==== Data for analysis ====

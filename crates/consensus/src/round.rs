// Path: crates/consensus/src/round.rs

//! Round computation and rotation.
//!
//! A round is a pure function of the active agents (with credits computed for
//! the round's index), the round index and its start time. Nothing about a round
//! is persisted; a restarting node rebuilds it from durable state and the round
//! index and start time carried by the latest block header.

use crate::agent::AgentManager;
use crate::punish::PunishManager;
use crate::state::ChainState;
use poc_telemetry::consensus_metrics;
use poc_types::app::{Agent, BlockHeaderSummary, ChainId, Round, RoundAdvance, RoundMember};
use poc_types::error::{ChainError, ConsensusError};
use std::cmp::Ordering;
use std::sync::Arc;

/// Total packing order: credit descending, then owning address ascending.
///
/// The agent hash settles the (never expected) case of two live agents sharing
/// an address, so the order never depends on cache insertion order.
fn packing_order(a: &Agent, b: &Agent) -> Ordering {
    b.credit
        .cmp(&a.credit)
        .then_with(|| a.agent_address.cmp(&b.agent_address))
        .then_with(|| a.agent_hash.cmp(&b.agent_hash))
}

/// Builds the round `index` starting at `start_time` from agents whose credit
/// was computed for that index.
///
/// Only active agents with non-zero credit are members. An empty member set is
/// an error: the chain has nobody to schedule.
pub fn compute_round(
    chain_id: ChainId,
    index: u64,
    start_time: u64,
    packing_interval: u64,
    agents: &[Agent],
) -> Result<Round, ConsensusError> {
    let mut eligible: Vec<&Agent> = agents
        .iter()
        .filter(|a| a.is_active() && a.credit > 0)
        .collect();
    if eligible.is_empty() {
        return Err(ConsensusError::EmptyEligibleSet {
            chain_id,
            round_index: index,
        });
    }
    eligible.sort_by(|a, b| packing_order(a, b));

    let members = eligible
        .into_iter()
        .zip(0u32..)
        .map(|(a, slot)| RoundMember {
            agent_hash: a.agent_hash,
            agent_address: a.agent_address,
            packing_address: a.packing_address,
            credit: a.credit,
            slot,
        })
        .collect();

    Ok(Round {
        index,
        start_time,
        packing_interval,
        members,
        position: 0,
    })
}

/// What one scheduler tick did.
#[derive(Debug, Clone, Default, PartialEq, Eq)]
pub struct TickReport {
    /// Headers accepted into the tail.
    pub new_headers: usize,
    /// Slots found empty past their deadline, as `(round index, slot)`.
    pub missed_slots: Vec<(u64, u32)>,
    /// Set if the tick moved the chain to a new round.
    pub advanced: Option<RoundAdvance>,
    /// Stopped agents moved to `Exited`.
    pub exits_finalized: usize,
    /// Index of the current round after the tick.
    pub round_index: Option<u64>,
}

/// Drives round computation and rotation for a chain.
pub struct RoundManager {
    agents: Arc<AgentManager>,
    punishes: Arc<PunishManager>,
}

impl RoundManager {
    pub fn new(agents: Arc<AgentManager>, punishes: Arc<PunishManager>) -> Self {
        Self { agents, punishes }
    }

    /// Computes round `index` from the current caches.
    fn build(
        &self,
        state: &mut ChainState,
        index: u64,
        start_time: u64,
    ) -> Result<Round, ConsensusError> {
        self.agents.refresh_credits(state, index);
        let round = compute_round(
            state.chain_id,
            index,
            start_time,
            state.config.packing_interval,
            &state.agents,
        )?;
        consensus_metrics().inc_rounds_computed(state.chain_id);
        consensus_metrics().set_eligible_agents(state.chain_id, u64::from(round.member_count()));
        Ok(round)
    }

    /// Rolls `round` forward by whole rounds until it contains `now`. Slots
    /// already behind `now` are settled without punishment.
    fn roll_forward(
        &self,
        state: &mut ChainState,
        mut round: Round,
        now: u64,
    ) -> Result<Round, ConsensusError> {
        while now >= round.end_time() {
            let duration = round.duration().max(1);
            let skipped = ((now - round.start_time) / duration).max(1);
            let index = round.index.saturating_add(skipped);
            let start_time = round
                .start_time
                .saturating_add(skipped.saturating_mul(duration));
            round = self.build(state, index, start_time)?;
        }
        round.position = settled_slots(&round, now);
        Ok(round)
    }

    /// Computes the chain's initial round.
    ///
    /// With headers, the latest header's round index and start time are adopted,
    /// so a restart lands in the same round the chain was in. Without, round 1
    /// starts at `now`.
    pub fn init_round(&self, state: &mut ChainState, now: u64) -> Result<Round, ConsensusError> {
        let (index, start) = match state.headers.back() {
            Some(h) => (h.round_index.max(1), h.round_start_time),
            None => (1, now),
        };
        let round = self.build(state, index, start)?;
        let round = self.roll_forward(state, round, now)?;
        tracing::info!(
            target: "consensus",
            chain_id = state.chain_id,
            round = round.index,
            start = round.start_time,
            members = round.member_count(),
            "Initial round computed"
        );
        state.install_round(round.clone());
        state.last_advance = None;
        Ok(round)
    }

    /// One scheduler tick: ingest new headers, punish missed slots, rotate the
    /// round when its end time passes or a header shows a later round.
    ///
    /// An empty eligible set is only tolerated before the first round exists.
    pub fn tick(
        &self,
        state: &mut ChainState,
        now: u64,
        headers: Vec<BlockHeaderSummary>,
    ) -> Result<TickReport, ChainError> {
        let mut report = TickReport {
            new_headers: state.push_headers(headers),
            ..TickReport::default()
        };
        report.exits_finalized = self.agents.finalize_exits(state, now);

        let Some((current_index, current_end)) =
            state.round.as_ref().map(|r| (r.index, r.end_time()))
        else {
            self.try_first_round(state, now, &mut report)?;
            return Ok(report);
        };

        // A header from a later round is authoritative over local arithmetic.
        let header_round = state
            .headers
            .iter()
            .filter(|h| h.round_index > current_index)
            .max_by_key(|h| (h.round_index, h.height))
            .map(|h| (h.round_index, h.round_start_time));

        let next = match header_round {
            Some((index, start)) => Some((index, start, RoundAdvance::ByHeight)),
            None => {
                self.settle_misses(state, now, &mut report)?;
                (now >= current_end).then(|| {
                    (current_index.saturating_add(1), current_end, RoundAdvance::ByTime)
                })
            }
        };

        if let Some((index, start, advance)) = next {
            let mut round = self.build(state, index, start)?;
            // After a stall the new round may already be over too.
            let stalled = now >= round.end_time();
            if stalled {
                round = self.roll_forward(state, round, now)?;
            }
            tracing::info!(
                target: "consensus",
                chain_id = state.chain_id,
                round = round.index,
                start = round.start_time,
                members = round.member_count(),
                advance = ?advance,
                "Round advanced"
            );
            state.install_round(round);
            state.last_advance = Some(advance);
            report.advanced = Some(advance);
            if !stalled {
                self.settle_misses(state, now, &mut report)?;
            }
        }

        report.round_index = state.round.as_ref().map(|r| r.index);
        Ok(report)
    }

    /// Computes the first round once there is someone to schedule.
    fn try_first_round(
        &self,
        state: &mut ChainState,
        now: u64,
        report: &mut TickReport,
    ) -> Result<(), ConsensusError> {
        if state.agents.is_empty() {
            tracing::debug!(
                target: "consensus",
                chain_id = state.chain_id,
                "No agents yet; waiting for the first round"
            );
            return Ok(());
        }
        let index = state
            .headers
            .back()
            .map(|h| h.round_index.saturating_add(1))
            .unwrap_or(1);
        let round = match self.build(state, index, now) {
            Ok(round) => round,
            Err(ConsensusError::EmptyEligibleSet { .. }) => return Ok(()),
            Err(e) => return Err(e),
        };
        tracing::info!(
            target: "consensus",
            chain_id = state.chain_id,
            round = round.index,
            members = round.member_count(),
            "First round computed"
        );
        report.round_index = Some(round.index);
        state.install_round(round);
        Ok(())
    }

    /// Issues a yellow card for every slot past its deadline that no header filled.
    fn settle_misses(
        &self,
        state: &mut ChainState,
        now: u64,
        report: &mut TickReport,
    ) -> Result<(), ChainError> {
        let Some(round) = state.round.clone() else {
            return Ok(());
        };
        let height = state.last_height();

        let mut position = round.position;
        while let Some(deadline) = round.slot_deadline(position) {
            if deadline > now {
                break;
            }
            let filled = state.is_slot_filled(round.index, position);
            if let Some(member) = round.member(position).filter(|_| !filled) {
                report.missed_slots.push((round.index, position));
                tracing::warn!(
                    target: "consensus",
                    chain_id = state.chain_id,
                    round = round.index,
                    slot = position,
                    agent = %member.agent_hash,
                    "Missed slot"
                );
                // A member disqualified earlier in the round is not punished again.
                if state.agent(&member.agent_hash).is_some() {
                    self.punishes
                        .apply_yellow(state, member.agent_hash, height, round.index, now)?;
                }
            }
            position += 1;
        }

        if let Some(r) = state.round.as_mut() {
            r.position = position;
        }
        Ok(())
    }
}

/// Number of slots of `round` whose deadline is not after `now`.
fn settled_slots(round: &Round, now: u64) -> u32 {
    if round.packing_interval == 0 || now < round.start_time {
        return 0;
    }
    let elapsed = (now - round.start_time) / round.packing_interval;
    u32::try_from(elapsed)
        .unwrap_or(u32::MAX)
        .min(round.member_count())
}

====

Search the entries for "deadline" and show every line that has it.

    /// Slots found empty past their deadline, as `(round index, slot)`.
    /// Issues a yellow card for every slot past its deadline that no header filled.
        while let Some(deadline) = round.slot_deadline(position) {
            if deadline > now {
/// Number of slots of `round` whose deadline is not after `now`.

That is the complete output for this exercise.